Эту песню мы некогда исполняли дуэтом.
В один из последних вечеров сентября я открыла в себе неприятную склонность к депрессиям, пессимизму, ипохондрии, нытью и самокопанию. Озарение пришло внезапно, когда я тащилась с работы через центр. Почему бы благородной даме не пройтись по центру Москвы и не посмотреть, чем здесь живет народ? — все развлечение… Только не весело ни хрена.
Невзрачная компьютерная афишка выделялась на рекламном щите, посвященном культурным событиям ближайшей недели, невинною наглостью — бельмом на глазу огромного портрета Баскова, почти возле его крашеных ресниц. Я не переваривала Баскова и именно поэтому глянула с интересом — кто решил конкурировать с шансонье?
Литературное кафе приглашало на творческие встречи. Стоп, стоп, двадцать пятое сентября — это ж сегодня! Все лучше, чем дома сидеть… — подумала я, а ноги сами уже несли меня по указанному адресу, близкому, точно судьба.
Кафе пришлось поискать. Все двери первых этажей переулка со славным историческим названием вели не туда. Замучилась ошибаться. Только упорство скифского конника, отставшего от племени, но идущего по его следу, не позволило отступить и помогло выудить из путаницы дворов невнятный адрес. На белой стене, к которой притулился флигель из дореволюционного романа, красовалось готическое граффити: “Перадор”. Рядом зияла наполовину открытая дверь, подписанная “Клуб гуманитарного содружества”. Из нее в сумеречный двор несло музыкой и густым духом съестного. Должно быть, здесь менестрели развлекали рыцарей Круглого стола. Осмотрительно переступала по щербатым, воистину средневековым ступеням вниз.
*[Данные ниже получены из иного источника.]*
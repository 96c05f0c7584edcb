//! GPIO input for RP2040

use embassy_rp::gpio::Input;

/// Button input pin
///
/// Thin wrapper so the embassy pin can implement the shared trait.
pub struct Rp2040Input<'d> {
    pin: Input<'d>,
}

impl<'d> Rp2040Input<'d> {
    pub fn new(pin: Input<'d>) -> Self {
        Self { pin }
    }
}

impl pixelbadge_hal::InputPin for Rp2040Input<'_> {
    fn is_high(&self) -> bool {
        self.pin.is_high()
    }
}
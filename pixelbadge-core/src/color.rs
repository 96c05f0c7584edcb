//! Colour values and the per-channel arithmetic used by the compositor

#[cfg(feature = "serde")]
use serde::{Deserialize, Serialize};

/// Amount added (highlight) or removed (shadow) per channel
pub const SHADE_STEP: u8 = 40;

/// Lowest channel value produced by the soft colour wheel
const WHEEL_FLOOR: u16 = 10;

/// 24-bit RGB colour
#[derive(Debug, Clone, Copy, PartialEq, Eq, Default, Hash)]
#[cfg_attr(feature = "defmt", derive(defmt::Format))]
#[cfg_attr(feature = "serde", derive(Serialize, Deserialize))]
pub struct Rgb {
    pub r: u8,
    pub g: u8,
    pub b: u8,
}

impl Rgb {
    pub const BLACK: Rgb = Rgb::new(0, 0, 0);
    pub const WHITE: Rgb = Rgb::new(255, 255, 255);
    pub const RED: Rgb = Rgb::new(255, 0, 0);
    pub const GREEN: Rgb = Rgb::new(0, 255, 0);
    pub const BLUE: Rgb = Rgb::new(0, 0, 255);

    pub const fn new(r: u8, g: u8, b: u8) -> Self {
        Self { r, g, b }
    }

    /// Apply `f` to each channel
    pub fn map(self, mut f: impl FnMut(u8) -> u8) -> Self {
        Self::new(f(self.r), f(self.g), f(self.b))
    }

    /// Highlight shade: every channel raised by [`SHADE_STEP`], clamped at 255
    pub fn lighten(self) -> Self {
        self.map(|c| c.saturating_add(SHADE_STEP))
    }

    /// Shadow shade: every channel lowered by [`SHADE_STEP`], clamped at 0
    pub fn darken(self) -> Self {
        self.map(|c| c.saturating_sub(SHADE_STEP))
    }

    /// Scale every channel by `brightness`
    pub fn scale(self, brightness: Brightness) -> Self {
        self.map(|c| brightness.apply(c))
    }

    /// Linear blend towards `other`; `t` is clamped to 0..=1
    pub fn lerp(self, other: Rgb, t: f32) -> Self {
        let t = t.clamp(0.0, 1.0);
        let mix = |a: u8, b: u8| -> u8 {
            let a = a as f32;
            let b = b as f32;
            (a + (b - a) * t) as u8
        };
        Self::new(mix(self.r, other.r), mix(self.g, other.g), mix(self.b, other.b))
    }

    /// Soft colour wheel
    ///
    /// Maps `position` (0-254, larger values wrap) onto a red → green → blue
    /// cycle whose channels never drop below a small floor, which keeps the
    /// rainbow pastel instead of saturated.
    pub fn wheel(position: u8) -> Self {
        let pos = (position % 255) as u16;
        let ramp = |x: u16| -> u8 { (WHEEL_FLOOR + x * (255 - WHEEL_FLOOR) / 255) as u8 };
        let floor = WHEEL_FLOOR as u8;

        if pos < 85 {
            Self::new(ramp(pos * 3), ramp(255 - pos * 3), floor)
        } else if pos < 170 {
            let pos = pos - 85;
            Self::new(ramp(255 - pos * 3), floor, ramp(pos * 3))
        } else {
            let pos = pos - 170;
            Self::new(floor, ramp(pos * 3), ramp(255 - pos * 3))
        }
    }
}

/// Global dimming factor in `0.0..=1.0`
#[derive(Debug, Clone, Copy, PartialEq, PartialOrd)]
#[cfg_attr(feature = "defmt", derive(defmt::Format))]
#[cfg_attr(feature = "serde", derive(Serialize, Deserialize))]
pub struct Brightness(f32);

impl Brightness {
    pub const FULL: Brightness = Brightness(1.0);
    pub const OFF: Brightness = Brightness(0.0);

    /// Create a brightness factor, clamping into `0.0..=1.0`
    ///
    /// NaN is treated as fully off.
    pub fn new(factor: f32) -> Self {
        if factor.is_nan() {
            return Self::OFF;
        }
        Self(factor.clamp(0.0, 1.0))
    }

    pub fn factor(self) -> f32 {
        self.0
    }

    /// Scale one channel: `round(channel * factor)`, clamped to 0..=255
    pub fn apply(self, channel: u8) -> u8 {
        // Channels are non-negative, so +0.5 then truncate rounds half up.
        (channel as f32 * self.0 + 0.5).clamp(0.0, 255.0) as u8
    }
}

impl Default for Brightness {
    fn default() -> Self {
        Self(0.2)
    }
}
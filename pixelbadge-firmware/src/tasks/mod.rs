//! Embassy async tasks
//!
//! Each task runs independently and communicates via signals.

pub mod leds;
pub mod storage;

pub use leds::led_task;
pub use storage::storage_task;
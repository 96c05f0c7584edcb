//! LED matrix output

use crate::color::Rgb;
use crate::frame::PIXEL_COUNT;

/// Sink for finished frames
///
/// Pixels arrive in row-major order with brightness already applied. The
/// driver is responsible for any wiring-order remapping and timing.
pub trait LedMatrix {
    fn write(&mut self, pixels: &[Rgb; PIXEL_COUNT]);
}
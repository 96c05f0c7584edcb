//! GPIO pin abstractions
//!
//! Provides the digital input trait implemented by chip-specific HALs.

/// Digital input pin
///
/// Implementations should handle the actual hardware register reading
/// for the specific chip.
pub trait InputPin {
    /// Check if the pin reads high (logic 1)
    fn is_high(&self) -> bool;

    /// Check if the pin reads low (logic 0)
    fn is_low(&self) -> bool {
        !self.is_high()
    }
}

/// Input pin whose asserted level is low
///
/// The badge button pulls the line to ground when pressed, with the
/// internal pull-up holding it high otherwise.
pub struct ActiveLow<P> {
    pin: P,
}

impl<P: InputPin> ActiveLow<P> {
    /// Wrap a pin whose asserted level is low
    pub fn new(pin: P) -> Self {
        Self { pin }
    }

    /// Check if the input is asserted (pin reads low)
    pub fn is_asserted(&self) -> bool {
        self.pin.is_low()
    }
}
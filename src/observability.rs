use std::net::SocketAddr;
use std::time::Instant;

use crate::engine::EngineError;

// ── RED metrics (request-driven) ────────────────────────────────

/// Counter: operations executed. Labels: op, status.
pub const OPS_TOTAL: &str = "stocklock_ops_total";

/// Histogram: operation latency in seconds. Labels: op.
pub const OP_DURATION_SECONDS: &str = "stocklock_op_duration_seconds";

/// Counter: holds released. Labels: reason.
pub const RELEASES_TOTAL: &str = "stocklock_releases_total";

// ── Consistency & background work ───────────────────────────────

/// Counter: commits where the counter-side consume exhausted retries
/// after the durable decrement landed.
pub const COMMIT_DIVERGENCE_TOTAL: &str = "stocklock_commit_divergence_total";

/// Counter: holds released by the reaper.
pub const REAPER_SWEPT_TOTAL: &str = "stocklock_reaper_swept_total";

/// Histogram: reaper sweep duration in seconds.
pub const REAPER_SWEEP_DURATION_SECONDS: &str = "stocklock_reaper_sweep_duration_seconds";

/// Expose the metrics above over Prometheus HTTP. Pass `None` to run
/// without an exporter (tests, embedders with their own recorder).
///
/// # Errors
///
/// Returns an error if the listener cannot bind or a global recorder is
/// already installed.
pub fn init(addr: Option<SocketAddr>) -> Result<(), EngineError> {
    let Some(addr) = addr else { return Ok(()) };
    metrics_exporter_prometheus::PrometheusBuilder::new()
        .with_http_listener(addr)
        .install()
        .map_err(|e| EngineError::Internal(format!("metrics exporter install failed: {e}")))?;
    tracing::info!(%addr, "serving Prometheus metrics");
    Ok(())
}

/// Record outcome counter + latency histogram for one engine operation.
pub(crate) fn record_op<T>(
    op: &'static str,
    started: Instant,
    result: &Result<T, EngineError>,
) {
    let status = match result {
        Ok(_) => "ok",
        Err(e) => e.label(),
    };
    metrics::counter!(OPS_TOTAL, "op" => op, "status" => status).increment(1);
    metrics::histogram!(OP_DURATION_SECONDS, "op" => op).record(started.elapsed().as_secs_f64());
}
//! Real-time inventory reservation over two stores: an atomic counter
//! store holding live `reserved` counts and short-lived per-cart holds,
//! and a durable store owning the authoritative totals.
//!
//! The [`Engine`] answers "can this cart take N units of this SKU right
//! now" atomically, replays identical requests idempotently, and commits
//! durable-store-first so concurrent checkouts can never oversell. The
//! [`reaper`] sweeps abandoned holds back into availability when their
//! leases lapse.

pub mod config;
pub mod counter;
pub mod engine;
pub mod model;
pub mod observability;
pub mod reaper;
pub mod stock;

pub use config::Config;
pub use counter::{CounterStore, MemoryCounterStore, RedisCounterStore};
pub use engine::{Engine, EngineError};
pub use model::{Commit, EventRecord, Extension, Hold, Release, Reservation, Snapshot};
pub use stock::{DurableStock, MemoryStock, PostgresStock};

/// Connect both production stores and assemble an engine from `config`.
pub async fn connect(
    config: &Config,
) -> Result<Engine<RedisCounterStore, PostgresStock>, EngineError> {
    let counter = RedisCounterStore::connect(
        &config.counter_store_url,
        config.events_enabled,
        &config.events_stream_name,
    )
    .await?;
    let stock = PostgresStock::connect(&config.durable_store_dsn).await?;
    Ok(Engine::new(counter, stock, config))
}
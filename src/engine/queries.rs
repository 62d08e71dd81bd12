use crate::counter::CounterStore;
use crate::model::{EventRecord, Snapshot};
use crate::stock::DurableStock;

use super::validate::validate_id;
use super::{Engine, EngineError};

impl<C: CounterStore, D: DurableStock> Engine<C, D> {
    /// Counter-store view of one SKU. Eventually consistent with
    /// in-flight scripts (a read may trail by one execution).
    pub async fn snapshot(&self, sku: &str) -> Result<Snapshot, EngineError> {
        validate_id(sku, self.strict_ids)?;
        self.counter
            .snapshot(sku)
            .await?
            .ok_or(EngineError::NotFound)
    }

    /// Most recent lifecycle events, newest first.
    pub async fn events(&self, limit: usize) -> Result<Vec<EventRecord>, EngineError> {
        if limit == 0 {
            return Err(EngineError::BadRequest("limit must be at least 1"));
        }
        Ok(self.counter.events(limit).await?)
    }
}
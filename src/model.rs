use serde::{Deserialize, Serialize};

/// Unix milliseconds — the only time type.
pub type Ms = i64;

/// A live lease on `qty` units of one SKU for one cart.
#[derive(Debug, Clone, Copy, PartialEq, Eq, Serialize, Deserialize)]
pub struct Hold {
    pub qty: i64,
    pub expires_at: Ms,
    pub created_at: Ms,
}

/// Point-in-time view of one SKU's counters.
///
/// `available = total - reserved`. Reads are plain (unscripted), so a
/// snapshot may trail in-flight mutations by one script execution.
#[derive(Debug, Clone, Copy, PartialEq, Eq, Serialize, Deserialize)]
pub struct Snapshot {
    pub total: i64,
    pub reserved: i64,
    pub available: i64,
}

/// Why a hold was released.
#[derive(Debug, Clone, Copy, PartialEq, Eq, Serialize, Deserialize)]
#[serde(rename_all = "snake_case")]
pub enum ReleaseReason {
    Manual,
    Expired,
}

impl ReleaseReason {
    pub fn as_str(self) -> &'static str {
        match self {
            ReleaseReason::Manual => "manual",
            ReleaseReason::Expired => "expired",
        }
    }

    pub fn parse(s: &str) -> Option<Self> {
        match s {
            "manual" => Some(ReleaseReason::Manual),
            "expired" => Some(ReleaseReason::Expired),
            _ => None,
        }
    }
}

/// Lifecycle event kinds appended by the counter-store scripts.
#[derive(Debug, Clone, Copy, PartialEq, Eq, Serialize, Deserialize)]
#[serde(rename_all = "snake_case")]
pub enum EventKind {
    HoldCreated,
    HoldExtended,
    HoldCommitted,
    HoldReleased,
}

impl EventKind {
    pub fn as_str(self) -> &'static str {
        match self {
            EventKind::HoldCreated => "hold_created",
            EventKind::HoldExtended => "hold_extended",
            EventKind::HoldCommitted => "hold_committed",
            EventKind::HoldReleased => "hold_released",
        }
    }

    pub fn parse(s: &str) -> Option<Self> {
        match s {
            "hold_created" => Some(EventKind::HoldCreated),
            "hold_extended" => Some(EventKind::HoldExtended),
            "hold_committed" => Some(EventKind::HoldCommitted),
            "hold_released" => Some(EventKind::HoldReleased),
            _ => None,
        }
    }
}

/// One entry from the lifecycle event stream.
#[derive(Debug, Clone, PartialEq, Eq, Serialize, Deserialize)]
pub struct EventRecord {
    /// Stream entry id (Redis stream id, or a ULID for the in-memory store).
    pub id: String,
    pub ts: Ms,
    pub kind: EventKind,
    pub sku: String,
    pub cart_id: String,
    pub qty: i64,
    /// Set only for `hold_released`.
    pub reason: Option<ReleaseReason>,
}

// ── Operation results ────────────────────────────────────────────

#[derive(Debug, Clone, PartialEq, Eq, Serialize)]
pub struct Reservation {
    pub hold_id: String,
    pub expires_at: Ms,
    pub available_after: i64,
    /// True when this call replayed an identical existing hold.
    pub idempotent: bool,
}

#[derive(Debug, Clone, Copy, PartialEq, Eq, Serialize)]
pub struct Extension {
    pub new_expires_at: Ms,
}

#[derive(Debug, Clone, Copy, PartialEq, Eq, Serialize)]
pub struct Commit {
    pub consumed_qty: i64,
    pub new_total: i64,
}

#[derive(Debug, Clone, Copy, PartialEq, Eq, Serialize)]
pub enum Release {
    Released { qty: i64 },
    /// No hold existed; releasing is an idempotent no-op.
    Absent,
}

// ── Hold identity ────────────────────────────────────────────────

/// The `{cart_id}:{sku}` member used for both the hold key space and the
/// expiry index. Identifiers are validated to never contain `:`, so the
/// encoding is unambiguous.
pub fn hold_member(cart_id: &str, sku: &str) -> String {
    format!("{cart_id}:{sku}")
}

/// Split a member back into `(cart_id, sku)`.
pub fn parse_member(member: &str) -> Option<(String, String)> {
    let (cart_id, sku) = member.split_once(':')?;
    if cart_id.is_empty() || sku.is_empty() {
        return None;
    }
    Some((cart_id.to_string(), sku.to_string()))
}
Дошла без приключений.
Темно… лампы, не столько освещающие, сколько подчеркивающие полумрак… накурено… атмосфера вполне богемная. Столики уютные, небольшие. Посторонние компании вряд ли подсядут. Я взяла пива — за березанскую цену дневной дозы Константина Багрянцева. Сразу же понятно, что ходят сюда люди не случайные, что царит здесь плотно спаянный коллектив. Неприкаянный скифский кочевник набрел на чужое стойбище, но пока ему не запретили стреножить лошадь и присесть в отдалении от костра. Тем более что в чужом стойбище уже вовсю гудел курултай.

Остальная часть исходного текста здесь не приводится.